# EXERCISE PROMPT
Take the records below and print them verbatim up to and including the line that carries "patterns match wins.".

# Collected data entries

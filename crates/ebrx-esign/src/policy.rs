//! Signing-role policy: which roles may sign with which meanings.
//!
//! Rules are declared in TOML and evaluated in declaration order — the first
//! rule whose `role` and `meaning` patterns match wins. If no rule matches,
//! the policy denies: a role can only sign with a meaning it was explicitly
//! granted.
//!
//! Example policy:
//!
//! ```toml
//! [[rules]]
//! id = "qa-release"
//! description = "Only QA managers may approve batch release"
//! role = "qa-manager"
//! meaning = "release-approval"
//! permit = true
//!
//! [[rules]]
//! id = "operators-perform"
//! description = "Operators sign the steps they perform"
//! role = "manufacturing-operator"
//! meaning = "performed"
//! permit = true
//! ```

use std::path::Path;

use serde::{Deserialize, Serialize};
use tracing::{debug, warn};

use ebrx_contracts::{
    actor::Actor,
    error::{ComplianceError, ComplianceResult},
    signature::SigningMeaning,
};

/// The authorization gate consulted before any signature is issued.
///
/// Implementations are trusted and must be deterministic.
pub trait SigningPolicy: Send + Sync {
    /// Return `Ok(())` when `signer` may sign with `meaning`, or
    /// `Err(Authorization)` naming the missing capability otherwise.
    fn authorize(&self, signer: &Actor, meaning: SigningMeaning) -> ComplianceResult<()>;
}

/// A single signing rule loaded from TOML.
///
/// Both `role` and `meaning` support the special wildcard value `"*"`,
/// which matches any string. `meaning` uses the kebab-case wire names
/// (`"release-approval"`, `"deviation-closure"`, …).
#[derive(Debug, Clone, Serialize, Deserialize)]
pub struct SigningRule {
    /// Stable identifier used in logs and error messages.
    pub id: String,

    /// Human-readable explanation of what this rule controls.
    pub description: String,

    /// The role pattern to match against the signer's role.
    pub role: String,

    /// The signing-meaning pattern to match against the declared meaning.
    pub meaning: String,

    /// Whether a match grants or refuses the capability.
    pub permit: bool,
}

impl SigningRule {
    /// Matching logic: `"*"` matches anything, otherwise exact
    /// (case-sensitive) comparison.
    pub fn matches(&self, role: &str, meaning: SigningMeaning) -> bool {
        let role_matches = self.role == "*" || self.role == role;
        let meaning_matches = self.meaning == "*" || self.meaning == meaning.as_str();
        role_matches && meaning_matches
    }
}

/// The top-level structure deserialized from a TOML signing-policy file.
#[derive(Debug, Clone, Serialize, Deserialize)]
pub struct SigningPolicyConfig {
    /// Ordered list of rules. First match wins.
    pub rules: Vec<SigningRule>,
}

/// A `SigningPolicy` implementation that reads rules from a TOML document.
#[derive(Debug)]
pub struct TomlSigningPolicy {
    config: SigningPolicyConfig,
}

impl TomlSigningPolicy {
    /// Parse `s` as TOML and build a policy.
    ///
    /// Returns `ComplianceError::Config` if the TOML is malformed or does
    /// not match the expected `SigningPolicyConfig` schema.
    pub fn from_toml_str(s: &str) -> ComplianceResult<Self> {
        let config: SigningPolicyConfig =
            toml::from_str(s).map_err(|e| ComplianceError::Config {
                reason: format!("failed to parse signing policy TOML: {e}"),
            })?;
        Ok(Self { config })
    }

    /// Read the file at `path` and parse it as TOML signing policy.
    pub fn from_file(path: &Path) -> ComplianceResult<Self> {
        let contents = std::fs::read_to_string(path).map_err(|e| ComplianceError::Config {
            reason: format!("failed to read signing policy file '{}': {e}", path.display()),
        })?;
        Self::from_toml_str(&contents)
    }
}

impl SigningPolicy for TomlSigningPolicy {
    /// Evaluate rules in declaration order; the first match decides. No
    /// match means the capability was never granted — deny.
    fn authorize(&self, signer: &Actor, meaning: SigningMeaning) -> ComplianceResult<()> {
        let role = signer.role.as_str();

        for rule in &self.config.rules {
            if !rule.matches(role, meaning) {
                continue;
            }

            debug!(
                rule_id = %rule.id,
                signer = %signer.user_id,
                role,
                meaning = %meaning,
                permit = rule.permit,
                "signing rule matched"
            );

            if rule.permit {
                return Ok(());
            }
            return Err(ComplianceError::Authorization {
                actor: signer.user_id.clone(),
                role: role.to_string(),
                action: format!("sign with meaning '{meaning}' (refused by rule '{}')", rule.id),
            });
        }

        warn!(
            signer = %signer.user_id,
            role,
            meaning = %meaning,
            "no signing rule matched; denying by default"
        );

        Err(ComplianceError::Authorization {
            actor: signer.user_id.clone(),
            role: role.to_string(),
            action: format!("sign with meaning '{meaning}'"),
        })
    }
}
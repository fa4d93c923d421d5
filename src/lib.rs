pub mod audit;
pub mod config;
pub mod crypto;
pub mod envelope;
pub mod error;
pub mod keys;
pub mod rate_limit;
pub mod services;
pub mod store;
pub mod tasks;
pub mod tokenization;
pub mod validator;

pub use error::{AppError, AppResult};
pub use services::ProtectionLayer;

# ANSWER FOR THE TASK
filename crates/ebrx-esign/src/policy.rs
//! Signing-role policy: which roles may sign with which meanings.
//!
//! Rules are declared in TOML and evaluated in declaration order — the first
//! rule whose `role` and `meaning` patterns match wins. If no rule matches,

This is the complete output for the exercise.